Copy out exactly the lines from the one containing "let event = if" to the end of the records below, both included, and nothing else.

Start of Records for this task

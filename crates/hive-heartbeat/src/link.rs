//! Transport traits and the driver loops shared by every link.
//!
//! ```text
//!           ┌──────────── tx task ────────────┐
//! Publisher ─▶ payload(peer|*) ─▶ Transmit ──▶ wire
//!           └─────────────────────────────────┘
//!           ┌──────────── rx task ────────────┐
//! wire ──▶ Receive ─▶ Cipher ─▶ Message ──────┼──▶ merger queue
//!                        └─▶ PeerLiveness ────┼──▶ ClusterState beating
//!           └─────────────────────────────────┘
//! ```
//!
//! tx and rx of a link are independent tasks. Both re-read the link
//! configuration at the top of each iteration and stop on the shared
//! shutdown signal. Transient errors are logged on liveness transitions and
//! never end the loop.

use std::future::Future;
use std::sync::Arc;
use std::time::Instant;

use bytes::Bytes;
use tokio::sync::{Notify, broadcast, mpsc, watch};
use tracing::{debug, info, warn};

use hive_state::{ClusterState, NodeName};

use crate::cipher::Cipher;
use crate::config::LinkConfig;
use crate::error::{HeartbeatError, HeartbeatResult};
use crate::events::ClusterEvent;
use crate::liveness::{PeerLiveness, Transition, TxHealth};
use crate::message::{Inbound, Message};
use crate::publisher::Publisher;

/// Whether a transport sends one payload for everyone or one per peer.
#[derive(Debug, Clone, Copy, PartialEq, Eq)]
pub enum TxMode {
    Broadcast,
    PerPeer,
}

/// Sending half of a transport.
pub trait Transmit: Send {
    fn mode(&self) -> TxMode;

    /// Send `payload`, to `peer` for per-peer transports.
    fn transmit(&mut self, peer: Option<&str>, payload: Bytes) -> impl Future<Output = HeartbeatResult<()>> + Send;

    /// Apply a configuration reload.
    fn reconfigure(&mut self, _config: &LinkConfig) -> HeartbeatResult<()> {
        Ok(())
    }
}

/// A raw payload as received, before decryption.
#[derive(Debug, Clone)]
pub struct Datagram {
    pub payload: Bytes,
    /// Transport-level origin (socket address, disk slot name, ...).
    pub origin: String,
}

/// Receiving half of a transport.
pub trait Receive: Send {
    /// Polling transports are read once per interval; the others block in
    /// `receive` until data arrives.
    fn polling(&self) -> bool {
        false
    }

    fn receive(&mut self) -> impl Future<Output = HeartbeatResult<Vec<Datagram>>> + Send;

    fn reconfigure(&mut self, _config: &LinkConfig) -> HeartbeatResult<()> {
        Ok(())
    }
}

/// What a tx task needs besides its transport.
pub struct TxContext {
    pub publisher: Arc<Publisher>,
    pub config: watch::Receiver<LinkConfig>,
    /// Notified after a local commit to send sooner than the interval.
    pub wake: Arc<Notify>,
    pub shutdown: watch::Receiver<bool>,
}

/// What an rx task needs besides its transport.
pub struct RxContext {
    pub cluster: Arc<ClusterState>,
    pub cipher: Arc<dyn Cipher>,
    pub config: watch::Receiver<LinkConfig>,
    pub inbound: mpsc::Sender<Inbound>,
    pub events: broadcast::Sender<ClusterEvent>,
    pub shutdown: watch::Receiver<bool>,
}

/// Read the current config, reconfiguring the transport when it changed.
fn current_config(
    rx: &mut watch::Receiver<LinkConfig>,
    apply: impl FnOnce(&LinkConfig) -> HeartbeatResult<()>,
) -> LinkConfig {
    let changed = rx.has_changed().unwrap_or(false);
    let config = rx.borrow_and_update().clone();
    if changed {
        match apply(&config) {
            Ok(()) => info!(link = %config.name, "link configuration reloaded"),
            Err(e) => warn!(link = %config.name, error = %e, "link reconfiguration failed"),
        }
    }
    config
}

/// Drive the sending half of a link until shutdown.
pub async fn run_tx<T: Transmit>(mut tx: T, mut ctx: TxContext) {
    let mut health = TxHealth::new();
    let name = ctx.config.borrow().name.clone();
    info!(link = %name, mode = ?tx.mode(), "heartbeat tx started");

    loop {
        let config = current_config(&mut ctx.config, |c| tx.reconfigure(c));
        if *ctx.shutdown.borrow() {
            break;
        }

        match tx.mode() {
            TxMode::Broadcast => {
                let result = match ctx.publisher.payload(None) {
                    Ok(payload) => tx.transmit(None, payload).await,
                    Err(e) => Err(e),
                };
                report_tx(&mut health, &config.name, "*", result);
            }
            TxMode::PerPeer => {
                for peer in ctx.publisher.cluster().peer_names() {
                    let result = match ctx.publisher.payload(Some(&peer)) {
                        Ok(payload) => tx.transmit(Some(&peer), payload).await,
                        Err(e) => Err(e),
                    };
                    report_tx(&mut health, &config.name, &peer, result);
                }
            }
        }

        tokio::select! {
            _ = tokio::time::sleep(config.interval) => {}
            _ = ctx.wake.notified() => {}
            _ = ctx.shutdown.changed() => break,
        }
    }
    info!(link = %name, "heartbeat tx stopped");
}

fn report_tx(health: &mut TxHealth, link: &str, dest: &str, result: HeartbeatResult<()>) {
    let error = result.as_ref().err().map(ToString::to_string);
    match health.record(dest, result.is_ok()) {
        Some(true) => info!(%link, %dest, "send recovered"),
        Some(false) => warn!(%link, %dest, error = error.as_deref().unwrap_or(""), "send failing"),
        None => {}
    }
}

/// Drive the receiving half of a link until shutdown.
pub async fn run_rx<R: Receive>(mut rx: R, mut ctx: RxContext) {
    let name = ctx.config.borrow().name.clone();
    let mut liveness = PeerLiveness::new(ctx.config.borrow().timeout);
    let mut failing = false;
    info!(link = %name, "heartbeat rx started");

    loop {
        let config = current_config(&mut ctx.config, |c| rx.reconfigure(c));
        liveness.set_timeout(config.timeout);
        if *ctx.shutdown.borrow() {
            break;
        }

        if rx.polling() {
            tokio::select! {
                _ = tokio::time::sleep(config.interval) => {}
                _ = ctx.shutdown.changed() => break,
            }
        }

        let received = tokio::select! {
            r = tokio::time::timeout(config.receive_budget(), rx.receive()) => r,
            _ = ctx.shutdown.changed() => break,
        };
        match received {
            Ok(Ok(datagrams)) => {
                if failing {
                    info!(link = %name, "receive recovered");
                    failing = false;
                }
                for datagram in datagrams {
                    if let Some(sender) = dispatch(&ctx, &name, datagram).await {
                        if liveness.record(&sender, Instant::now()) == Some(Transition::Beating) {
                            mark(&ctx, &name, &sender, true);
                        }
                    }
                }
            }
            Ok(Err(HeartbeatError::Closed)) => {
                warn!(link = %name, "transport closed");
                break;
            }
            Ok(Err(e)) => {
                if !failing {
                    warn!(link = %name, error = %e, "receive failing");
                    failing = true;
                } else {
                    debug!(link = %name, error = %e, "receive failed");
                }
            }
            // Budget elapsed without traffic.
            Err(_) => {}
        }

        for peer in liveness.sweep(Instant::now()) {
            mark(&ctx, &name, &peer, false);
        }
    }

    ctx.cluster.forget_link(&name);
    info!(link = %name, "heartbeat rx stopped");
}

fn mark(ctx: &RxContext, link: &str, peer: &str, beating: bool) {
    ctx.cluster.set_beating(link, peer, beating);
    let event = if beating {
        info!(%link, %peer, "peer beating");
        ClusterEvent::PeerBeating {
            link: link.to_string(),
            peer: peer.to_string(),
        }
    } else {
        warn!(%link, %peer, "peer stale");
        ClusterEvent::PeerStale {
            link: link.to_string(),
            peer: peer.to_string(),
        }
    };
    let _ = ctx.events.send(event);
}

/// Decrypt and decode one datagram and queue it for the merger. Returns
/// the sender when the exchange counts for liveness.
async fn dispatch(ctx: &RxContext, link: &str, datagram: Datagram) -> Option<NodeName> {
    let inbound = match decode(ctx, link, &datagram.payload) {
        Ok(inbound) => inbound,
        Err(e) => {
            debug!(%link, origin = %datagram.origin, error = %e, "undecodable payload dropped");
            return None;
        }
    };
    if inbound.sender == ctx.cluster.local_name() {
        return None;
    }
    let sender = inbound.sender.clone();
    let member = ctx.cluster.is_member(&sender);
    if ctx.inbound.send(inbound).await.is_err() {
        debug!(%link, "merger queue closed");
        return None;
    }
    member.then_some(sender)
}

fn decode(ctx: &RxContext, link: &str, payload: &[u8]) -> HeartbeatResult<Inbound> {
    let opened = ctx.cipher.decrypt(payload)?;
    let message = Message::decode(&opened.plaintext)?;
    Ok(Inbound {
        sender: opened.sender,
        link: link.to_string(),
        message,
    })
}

End of Records for this task

Finished exercise:
    let event = if beating {
        info!(%link, %peer, "peer beating");
        ClusterEvent::PeerBeating {
            link: link.to_string(),
            peer: peer.to_string(),
        }
    } else {
        warn!(%link, %peer, "peer stale");
        ClusterEvent::PeerStale {
            link: link.to_string(),
            peer: peer.to_string(),
        }
    };
    let _ = ctx.events.send(event);
}

/// Decrypt and decode one datagram and queue it for the merger. Returns
/// the sender when the exchange counts for liveness.
async fn dispatch(ctx: &RxContext, link: &str, datagram: Datagram) -> Option<NodeName> {
    let inbound = match decode(ctx, link, &datagram.payload) {
        Ok(inbound) => inbound,
        Err(e) => {
            debug!(%link, origin = %datagram.origin, error = %e, "undecodable payload dropped");
            return None;
        }
    };
    if inbound.sender == ctx.cluster.local_name() {
        return None;
    }
    let sender = inbound.sender.clone();
    let member = ctx.cluster.is_member(&sender);
    if ctx.inbound.send(inbound).await.is_err() {
        debug!(%link, "merger queue closed");
        return None;
    }
    member.then_some(sender)
}

fn decode(ctx: &RxContext, link: &str, payload: &[u8]) -> HeartbeatResult<Inbound> {
    let opened = ctx.cipher.decrypt(payload)?;
    let message = Message::decode(&opened.plaintext)?;
    Ok(Inbound {
        sender: opened.sender,
        link: link.to_string(),
        message,
    })
}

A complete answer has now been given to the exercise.